Entertainment

Experi-mentalism: Gerard Senehi at TEDGlobal 2012

Posted by:

Gerard Senehi

Gerard Senehi is a performer of tiny miracles or, if you’re looking for a more formal job title, a mentalist. A mentalist is someone who blows people’s minds by doing things that just can’t be explained through science or reason and Gerard is exactly that. Be it his hands-off approach to smoking a cigarette, his ability to mostly read your mind, or his delightful manipulation of cutlery and glassware, he is the one who asks you how much you know about your constructs of reality.
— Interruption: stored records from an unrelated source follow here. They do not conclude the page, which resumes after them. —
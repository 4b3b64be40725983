//! Dot-notation key paths.
//!
//! A path such as `auth.login.title` addresses one translatable unit. Every
//! segment starts with an ASCII letter followed by ASCII letters or digits.
//! Validation is purely syntactic: nothing is trimmed or case-folded.

use lazy_static::lazy_static;
use regex::Regex;

/// Separator between path segments.
pub const DELIMITER: char = '.';

/// Maximum number of nested levels the builder and flattener accept.
pub const MAX_DEPTH: usize = 128;

/// Human-readable description of the accepted format, used in diagnostics.
pub const PATH_FORMAT_HINT: &str = "Use dot notation (e.g., section.subsection.key)";

lazy_static! {
    static ref SEGMENT_REGEX: Regex = Regex::new(r"^[A-Za-z][A-Za-z0-9]*$").unwrap();
}

/// Splits a path into its segments, in order.
///
/// No validation is performed; `"a..b"` yields an empty middle segment.
pub fn split(path: &str) -> Vec<&str> {
    path.split(DELIMITER).collect()
}

/// Joins segments back into a path.
pub fn join<S: AsRef<str>>(segments: &[S]) -> String {
    segments
        .iter()
        .map(AsRef::as_ref)
        .collect::<Vec<_>>()
        .join(".")
}

/// Returns `true` if a single segment matches `[A-Za-z][A-Za-z0-9]*`.
pub fn is_valid_segment(segment: &str) -> bool {
    SEGMENT_REGEX.is_match(segment)
}

/// Returns `true` if `path` is non-empty and every segment is valid.
///
/// Leading, trailing or doubled delimiters produce empty segments and are
/// therefore rejected.
pub fn validate(path: &str) -> bool {
    !path.is_empty() && split(path).into_iter().all(is_valid_segment)
}

/// Number of nesting levels a path addresses.
pub fn depth(path: &str) -> usize {
    path.split(DELIMITER).count()
}

#[cfg(test)]
mod tests {
    use super::*;

    #[test]
    fn test_validate_accepts_dot_notation() {
        assert!(validate("a.b.c"));
        assert!(validate("a1.b2"));
        assert!(validate("common"));
        assert!(validate("members.addMember"));
    }

    #[test]
    fn test_validate_rejects_malformed_paths() {
        for path in ["", "a b", "a.b-c", "a_b", ".a", "a.", "a..b", "1a", "a.0", " a"] {
            assert!(!validate(path), "path {:?} should be invalid", path);
        }
    }

    #[test]
    fn test_validate_rejects_non_ascii_letters() {
        assert!(!validate("café"));
        assert!(!validate("ключ"));
    }

    #[test]
    fn test_split_and_join() {
        let segments = split("items.0.name");
        assert_eq!(segments, vec!["items", "0", "name"]);
        assert_eq!(join(&segments), "items.0.name");
    }

    #[test]
    fn test_depth() {
        assert_eq!(depth("a"), 1);
        assert_eq!(depth("a.b.c"), 3);
    }
}
//! Regenerates documents whenever the spreadsheet changes.
//!
//! The source file is polled for modification time and size. A change seen
//! while a cycle is running is picked up by the next poll, so bursts of edits
//! coalesce into at most one follow-up cycle.

use crate::config::FileConfig;
use crate::generate::{SourceOptions, generate_once};
use i18n_csv::Generator;
use std::path::{Path, PathBuf};
use std::sync::Arc;
use std::sync::atomic::{AtomicBool, Ordering};
use std::time::{Duration, SystemTime};
use tracing::{debug, info, warn};

pub const DEFAULT_INTERVAL_MS: u64 = 500;

/// How often the stop flag is checked while sleeping.
const STOP_CHECK: Duration = Duration::from_millis(50);

#[derive(Debug, Clone, Copy, PartialEq, Eq)]
struct Fingerprint {
    modified: Option<SystemTime>,
    len: u64,
}

fn fingerprint(path: &Path) -> Option<Fingerprint> {
    let metadata = std::fs::metadata(path).ok()?;
    Some(Fingerprint {
        modified: metadata.modified().ok(),
        len: metadata.len(),
    })
}

/// Sleeps for `interval`, returning early once `stop` is set.
async fn pause(interval: Duration, stop: &AtomicBool) {
    tokio::select! {
        _ = tokio::time::sleep(interval) => {}
        _ = async {
            while !stop.load(Ordering::Relaxed) {
                tokio::time::sleep(STOP_CHECK).await;
            }
        } => {}
    }
}

/// Runs `on_change` once, then again after every change to `path`, until
/// `stop` is set. Failed cycles are reported and the loop carries on.
///
/// Returns how many cycles ran.
pub async fn watch_loop<F>(
    path: PathBuf,
    interval: Duration,
    stop: Arc<AtomicBool>,
    mut on_change: F,
) -> usize
where
    F: FnMut() -> Result<(), String>,
{
    let mut cycles = 0;
    let mut last = fingerprint(&path);

    if let Err(e) = on_change() {
        eprintln!("❌ Error during generation: {}", e);
    }
    cycles += 1;

    loop {
        if stop.load(Ordering::Relaxed) {
            break;
        }
        pause(interval, &stop).await;
        if stop.load(Ordering::Relaxed) {
            break;
        }

        let current = fingerprint(&path);
        if current == last {
            continue;
        }
        last = current;

        if current.is_none() {
            warn!(path = %path.display(), "watched file disappeared");
            continue;
        }

        println!("\n📝 File changed: {}", path.display());
        println!("🔄 Regenerating JSON files...\n");
        debug!(cycle = cycles + 1, "starting regeneration");
        if let Err(e) = on_change() {
            eprintln!("❌ Error during regeneration: {}", e);
        }
        cycles += 1;
    }

    info!(cycles, "watcher stopped");
    cycles
}

/// `watch` command: regenerate on every change until Ctrl-C.
pub async fn run_watch(
    opts: &SourceOptions,
    file: &FileConfig,
    interval_ms: Option<u64>,
) -> Result<(), String> {
    let (input, output) = opts.input_and_output(file, "watch")?;
    let config = opts.generator_config(file, &input, Some(output.as_str()))?;
    let generator = Generator::new(config);
    let interval = Duration::from_millis(
        interval_ms
            .or(file.watch_interval_ms)
            .unwrap_or(DEFAULT_INTERVAL_MS)
            .max(1),
    );

    let stop = Arc::new(AtomicBool::new(false));
    let signal_flag = stop.clone();
    tokio::spawn(async move {
        if tokio::signal::ctrl_c().await.is_ok() {
            println!("\n👋 Stopping file watcher...");
            signal_flag.store(true, Ordering::Relaxed);
        }
    });

    println!("👀 Watching for CSV file changes...\n");
    watch_loop(PathBuf::from(&input), interval, stop, || {
        generate_once(&generator, &input, &output)
    })
    .await;
    Ok(())
}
Using a small group of random volunteers, Gerard starts to play. He has some of them hold the contents of their pockets in their open palms and smiles politely as the untouched objects begin to jump up and down. He asks a volunteer to hold a TED supplied wine glass and with a fork laid across it and fills the theater with the sounds of cutlery bouncing on glass. He borrows a cigarette, and after making it float around a bit, catches it with his mouth and takes a casual drag. Was this telekinesis? “Maybe it was,” he says. “We’ll see.”
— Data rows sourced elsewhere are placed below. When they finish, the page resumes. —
//! Flattening nested JSON documents back into `(path, value)` pairs.
//!
//! The walk uses an explicit stack instead of recursion and visits keys in the
//! object's own order, so output is deterministic. Only objects are descended
//! into; arrays, numbers, booleans and null are leaves rendered as text.

use std::collections::HashSet;

use serde_json::Value;

use crate::{
    document::LanguageDocument,
    error::Error,
    path::{DELIMITER, MAX_DEPTH},
};

/// Renders a leaf as display text.
///
/// Strings are returned as-is, `null`/numbers/booleans print as JSON does,
/// arrays print as compact JSON. This is not meant to round-trip.
pub fn leaf_to_string(value: &Value) -> String {
    match value {
        Value::String(s) => s.clone(),
        other => other.to_string(),
    }
}

/// Flattens a document into `(path, value)` pairs in visitation order.
///
/// A non-object root is treated as an empty document.
pub fn flatten(document: &Value) -> Result<Vec<(String, String)>, Error> {
    let mut out = Vec::new();
    walk(document, |path, leaf| out.push((path, leaf_to_string(leaf))))?;
    Ok(out)
}

/// Distinct paths of a document, in first-visited order.
pub fn flatten_paths(document: &Value) -> Result<Vec<String>, Error> {
    let mut seen = HashSet::new();
    let mut out = Vec::new();
    walk(document, |path, _| {
        if seen.insert(path.clone()) {
            out.push(path);
        }
    })?;
    Ok(out)
}

impl LanguageDocument {
    /// Flattens the document into `(path, value)` pairs.
    pub fn flatten(&self) -> Result<Vec<(String, String)>, Error> {
        flatten(&self.to_value())
    }
}

fn walk<F>(document: &Value, mut emit: F) -> Result<(), Error>
where
    F: FnMut(String, &Value),
{
    let Value::Object(root) = document else {
        return Ok(());
    };

    // (depth, path, node); children are pushed in reverse so they pop in order.
    let mut stack: Vec<(usize, String, &Value)> = root
        .iter()
        .rev()
        .map(|(key, value)| (1, key.clone(), value))
        .collect();

    while let Some((depth, path, node)) = stack.pop() {
        match node {
            Value::Object(children) => {
                if children.is_empty() {
                    continue;
                }
                if depth >= MAX_DEPTH {
                    return Err(Error::DepthLimit {
                        path,
                        limit: MAX_DEPTH,
                    });
                }
                for (key, child) in children.iter().rev() {
                    stack.push((depth + 1, format!("{path}{DELIMITER}{key}"), child));
                }
            }
            leaf => emit(path, leaf),
        }
    }
    Ok(())
}

#[cfg(test)]
mod tests {
    use super::*;
    use serde_json::json;

    #[test]
    fn test_flatten_nested_in_order() {
        let doc = json!({
            "common": {"loading": "Loading...", "error": "Oops"},
            "auth": {"login": "Login"}
        });
        let pairs = flatten(&doc).unwrap();
        assert_eq!(
            pairs,
            vec![
                ("common.loading".to_string(), "Loading...".to_string()),
                ("common.error".to_string(), "Oops".to_string()),
                ("auth.login".to_string(), "Login".to_string()),
            ]
        );
    }

    #[test]
    fn test_non_string_leaves_are_stringified() {
        let doc = json!({"n": 3, "b": true, "z": null, "list": ["a", "b"]});
        let pairs = flatten(&doc).unwrap();
        assert_eq!(
            pairs,
            vec![
                ("n".to_string(), "3".to_string()),
                ("b".to_string(), "true".to_string()),
                ("z".to_string(), "null".to_string()),
                ("list".to_string(), r#"["a","b"]"#.to_string()),
            ]
        );
    }

    #[test]
    fn test_empty_objects_emit_nothing() {
        let doc = json!({"a": {}, "b": {"c": {}}});
        assert!(flatten(&doc).unwrap().is_empty());
        assert!(flatten(&json!({})).unwrap().is_empty());
    }

    #[test]
    fn test_flatten_paths_deduplicates() {
        let doc = json!({"a.b": "dotted", "a": {"b": "nested"}});
        assert_eq!(flatten_paths(&doc).unwrap(), vec!["a.b".to_string()]);
        assert_eq!(flatten(&doc).unwrap().len(), 2);
    }

    #[test]
    fn test_non_object_root_is_empty() {
        assert!(flatten(&json!("text")).unwrap().is_empty());
    }

    #[test]
    fn test_depth_limit() {
        let mut doc = json!("leaf");
        for _ in 0..=MAX_DEPTH {
            doc = json!({ "k": doc });
        }
        let err = flatten(&doc).unwrap_err();
        assert!(matches!(err, Error::DepthLimit { .. }));
    }

    #[test]
    fn test_at_depth_limit_is_accepted() {
        let mut doc = json!("leaf");
        for _ in 0..MAX_DEPTH {
            doc = json!({ "k": doc });
        }
        let pairs = flatten(&doc).unwrap();
        assert_eq!(pairs.len(), 1);
        assert_eq!(pairs[0].0.split('.').count(), MAX_DEPTH);
    }
}
//! Cross-checking persisted language documents against the spreadsheet.
//!
//! The spreadsheet is authoritative: a key it defines that a document lacks is
//! an error, a key a document carries that the spreadsheet does not define is
//! only a warning.

use std::collections::{HashMap, HashSet};

use serde_json::Value;
use tracing::debug;

use crate::{
    error::Error,
    flatten::flatten_paths,
    types::{Diagnostic, TranslationRow, ValidationResult},
};

/// Outcome of loading one language document: the parsed JSON, or why it
/// could not be loaded.
pub type LoadedDocument = Result<Value, Error>;

/// Compares each language's document with the paths defined in `source_rows`.
///
/// A language whose document failed to load gets one file-level error and is
/// skipped; the remaining languages are still checked. A language missing from
/// `documents` altogether is treated the same way.
pub fn validate_against_source(
    source_rows: &[TranslationRow],
    documents: &HashMap<String, LoadedDocument>,
    languages: &[String],
) -> ValidationResult {
    let mut result = ValidationResult::new();

    let mut source_paths: Vec<&str> = Vec::new();
    let mut source_set: HashSet<&str> = HashSet::new();
    for row in source_rows {
        if source_set.insert(row.path.as_str()) {
            source_paths.push(row.path.as_str());
        }
    }

    for lang in languages {
        let file_name = format!("{}.json", lang);
        let document = match documents.get(lang) {
            Some(Ok(document)) => document,
            Some(Err(err)) => {
                result.push(load_failure(lang, &file_name, err));
                continue;
            }
            None => {
                result.push(Diagnostic::error(
                    0,
                    lang.as_str(),
                    format!("Error reading {}: document not loaded", file_name),
                ));
                continue;
            }
        };

        let document_paths = match flatten_paths(document) {
            Ok(paths) => paths,
            Err(err) => {
                result.push(load_failure(lang, &file_name, &err));
                continue;
            }
        };
        let document_set: HashSet<&str> = document_paths.iter().map(String::as_str).collect();

        for path in &source_paths {
            if !document_set.contains(path) {
                result.push(
                    Diagnostic::error(
                        0,
                        lang.as_str(),
                        format!("Missing translation key in {}: {}", file_name, path),
                    )
                    .with_value(*path),
                );
            }
        }

        for path in &document_paths {
            if !source_set.contains(path.as_str()) {
                result.push(
                    Diagnostic::warning(
                        0,
                        lang.as_str(),
                        format!("Extra translation key in {} (not in CSV): {}", file_name, path),
                    )
                    .with_value(path.clone()),
                );
            }
        }

        debug!(
            language = %lang,
            source_keys = source_paths.len(),
            document_keys = document_paths.len(),
            "compared document with source"
        );
    }

    result
}

fn load_failure(lang: &str, file_name: &str, err: &Error) -> Diagnostic {
    match err {
        Error::NotFound { path } => Diagnostic::error(
            0,
            lang,
            format!("JSON file not found: {}", path.display()),
        )
        .with_value(path.display().to_string()),
        other => Diagnostic::error(0, lang, format!("Error reading {}: {}", file_name, other)),
    }
}

#[cfg(test)]
mod tests {
    use super::*;
    use serde_json::json;

    fn rows(paths: &[&str]) -> Vec<TranslationRow> {
        paths
            .iter()
            .map(|p| TranslationRow::new(*p, "d").with_value("en", "x"))
            .collect()
    }

    fn en() -> Vec<String> {
        vec!["en".to_string()]
    }

    #[test]
    fn test_missing_key_is_error() {
        let mut documents = HashMap::new();
        documents.insert("en".to_string(), Ok(json!({"common": {"loading": "Loading..."}})));

        let result =
            validate_against_source(&rows(&["common.loading", "auth.login"]), &documents, &en());

        assert!(!result.is_valid());
        assert_eq!(result.errors().len(), 1);
        assert!(result.warnings().is_empty());
        let message = &result.errors()[0].message;
        assert!(message.contains("Missing translation key"));
        assert!(message.contains("auth.login"));
    }

    #[test]
    fn test_extra_key_is_warning() {
        let mut documents = HashMap::new();
        documents.insert(
            "en".to_string(),
            Ok(json!({
                "common": {"loading": "Loading...", "extra": "Extra"},
                "auth": {"login": "Login"}
            })),
        );

        let result =
            validate_against_source(&rows(&["common.loading", "auth.login"]), &documents, &en());

        assert!(result.is_valid());
        assert_eq!(result.warnings().len(), 1);
        let message = &result.warnings()[0].message;
        assert!(message.contains("Extra translation key"));
        assert!(message.contains("common.extra"));
    }

    #[test]
    fn test_load_failure_skips_only_that_language() {
        let mut documents = HashMap::new();
        documents.insert(
            "en".to_string(),
            Err(Error::not_found("out/en.json")),
        );
        documents.insert("mr".to_string(), Ok(json!({"a": "x"})));
        let languages = vec!["en".to_string(), "mr".to_string()];

        let result = validate_against_source(&rows(&["a"]), &documents, &languages);

        assert_eq!(result.errors().len(), 1);
        assert_eq!(result.errors()[0].column, "en");
        assert_eq!(result.errors()[0].row, 0);
        assert!(result.errors()[0].message.contains("JSON file not found"));
    }

    #[test]
    fn test_unloaded_language_is_error() {
        let documents = HashMap::new();
        let result = validate_against_source(&rows(&["a"]), &documents, &en());
        assert_eq!(result.errors().len(), 1);
        assert!(result.errors()[0].message.contains("en.json"));
    }

    #[test]
    fn test_duplicate_source_paths_reported_once() {
        let mut documents = HashMap::new();
        documents.insert("en".to_string(), Ok(json!({})));
        let result = validate_against_source(&rows(&["a", "a"]), &documents, &en());
        assert_eq!(result.errors().len(), 1);
    }
}
#[cfg(test)]
mod tests {
    use super::*;
    use serde_json::json;
    use tempfile::TempDir;

    fn write_csv(dir: &TempDir, content: &str) -> std::path::PathBuf {
        let path = dir.path().join("translations.csv");
        fs::write(&path, content).unwrap();
        path
    }

    #[test]
    fn test_generate_writes_one_file_per_language() {
        let dir = TempDir::new().unwrap();
        let input = write_csv(&dir, "path,description,en,mr\na.b,d,X,\n");
        let out = dir.path().join("i18n");

        let generator = Generator::new(GeneratorConfig::new(&input).with_output_dir(&out));
        let report = generator.generate().unwrap();

        assert!(report.is_success());
        assert_eq!(report.outcomes.len(), 2);
        assert!(report.validation.is_valid());
        assert!(!report.validation.result.warnings().is_empty());

        let en: serde_json::Value =
            serde_json::from_str(&fs::read_to_string(out.join("en.json")).unwrap()).unwrap();
        assert_eq!(en, json!({"a": {"b": "X"}}));
        assert_eq!(fs::read_to_string(out.join("mr.json")).unwrap(), "{}");
    }

    #[test]
    fn test_generate_refuses_invalid_input() {
        let dir = TempDir::new().unwrap();
        let input = write_csv(&dir, "path,description,en\na,d,x\na,d,y\n");
        let out = dir.path().join("i18n");

        let err = Generator::new(GeneratorConfig::new(&input).with_output_dir(&out))
            .generate()
            .unwrap_err();
        assert!(matches!(err, Error::Validation(_)));
        assert!(!out.exists());
    }

    #[test]
    fn test_missing_input_is_not_found() {
        let dir = TempDir::new().unwrap();
        let err = Generator::new(GeneratorConfig::new(dir.path().join("nope.csv")))
            .validate()
            .unwrap_err();
        assert!(matches!(err, Error::NotFound { .. }));
    }

    #[test]
    fn test_language_filter_and_normalization() {
        let dir = TempDir::new().unwrap();
        let input = write_csv(&dir, "path,description,English,Marathi,fr\na,d,A,अ,Ä\n");
        let config = GeneratorConfig::new(&input)
            .with_normalize_languages(true)
            .with_languages(Some(vec!["mr".to_string(), "en".to_string()]));

        let table = Generator::new(config).load_table().unwrap();
        assert_eq!(table.languages, vec!["mr", "en"]);
        assert_eq!(table.rows[0].value("mr"), "अ");
    }

    #[test]
    fn test_requested_language_without_column_gets_empty_document() {
        let dir = TempDir::new().unwrap();
        let input = write_csv(&dir, "path,description,en\na.b,d,X\n");
        let out = dir.path().join("i18n");
        let config = GeneratorConfig::new(&input)
            .with_output_dir(&out)
            .with_languages(Some(vec!["en".to_string(), "fr".to_string()]));

        let report = Generator::new(config).generate().unwrap();
        assert!(report.is_success());
        let written: Vec<&str> = report.outcomes.iter().map(|o| o.language.as_str()).collect();
        assert_eq!(written, vec!["en", "fr"]);
        assert_eq!(fs::read_to_string(out.join("fr.json")).unwrap(), "{}");

        let warnings = report.validation.result.warnings();
        assert_eq!(warnings.len(), 1);
        assert_eq!(warnings[0].column, GENERAL_COLUMN);
        assert!(warnings[0].message.contains("fr.json will be empty"));
    }

    #[test]
    fn test_filter_naming_only_missing_languages_still_writes_them() {
        let dir = TempDir::new().unwrap();
        let input = write_csv(&dir, "path,description,en\na.b,d,X\n");
        let out = dir.path().join("i18n");
        let config = GeneratorConfig::new(&input)
            .with_output_dir(&out)
            .with_languages(Some(vec!["fr".to_string()]));

        let report = Generator::new(config).generate().unwrap();
        assert_eq!(report.outcomes.len(), 1);
        assert!(out.join("fr.json").exists());
        assert!(!out.join("en.json").exists());
        assert!(!report.validation.result.warnings().is_empty());
    }

    #[test]
    fn test_normalization_lowercases_known_codes() {
        let dir = TempDir::new().unwrap();
        let input = write_csv(&dir, "path,description,EN,MR\na,d,A,अ\n");
        let out = dir.path().join("i18n");
        let config = GeneratorConfig::new(&input)
            .with_output_dir(&out)
            .with_normalize_languages(true);

        let report = Generator::new(config).generate().unwrap();
        assert_eq!(report.validation.languages, vec!["en", "mr"]);
        assert!(out.join("en.json").exists());
        assert!(out.join("mr.json").exists());
    }

    #[test]
    fn test_generate_validated_reuses_report() {
        let dir = TempDir::new().unwrap();
        let input = write_csv(&dir, "path,description,en\na,d,x\na,d,y\n");
        let out = dir.path().join("i18n");
        let generator = Generator::new(GeneratorConfig::new(&input).with_output_dir(&out));

        let table = generator.load_table().unwrap();
        let validation = generator.validate_table(&table);
        assert_eq!(validation.result.errors().len(), 2);
        let err = generator.generate_validated(&table, validation).unwrap_err();
        assert!(matches!(err, Error::Validation(_)));
        assert!(!out.exists());
    }

    #[test]
    fn test_create_sample_csv() {
        let dir = TempDir::new().unwrap();
        let output = dir.path().join("nested").join("sample.csv");
        let languages = vec!["en".to_string(), "mr".to_string(), "fr".to_string()];

        let summary = create_sample_csv(&output, &languages).unwrap();
        assert_eq!(summary.rows, 7);

        let table = TranslationTable::read_from(&output).unwrap();
        assert_eq!(table.languages, languages);
        assert_eq!(table.rows[6].path, "members.addMember");
        assert_eq!(table.rows[6].value("en"), "Add Member");
        assert_eq!(table.rows[6].value("mr"), "सदस्य जोडा");
        assert_eq!(table.rows[6].value("fr"), "");

        let report = Generator::new(GeneratorConfig::new(&output)).validate().unwrap();
        assert!(report.is_valid());
    }

    #[test]
    fn test_export_requires_documents() {
        let dir = TempDir::new().unwrap();
        let err = export_to_csv(dir.path(), &dir.path().join("out.csv")).unwrap_err();
        assert!(err.to_string().contains("No JSON files found"));
    }
}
And then things start to get surreal.

Gerard Senehi

Two volunteers step up and are given forks. He asks who would like to have the power and the one on the left politely accepts. The two volunteers are instructed to try and bend their forks with their fingertips. One guess as to whose fork was broken into two and whose fork was completely unscathed.

A volunteer is asked to pick a random person from their cellphone. After a series of increasingly accurate directed questions, “What is his name?”

“Daniel.”

“OK. I got Isha. This proves that mind reading is not an exact science.”

It is this definitive vagueness that proves to be the linchpin of Gerard’s performance. Was he really able to read a woman’s mind and simultaneously draw almost the same exact thing as she did? Did he really guess the word a volunteer was thinking of (after telling her that her initial word choice was too easy)? From his perspective, it didn’t matter. In his mind, none of this is about bending spoons and reading minds. It is all simply a metaphor for the potential of when we question the most fundamental aspects of our life.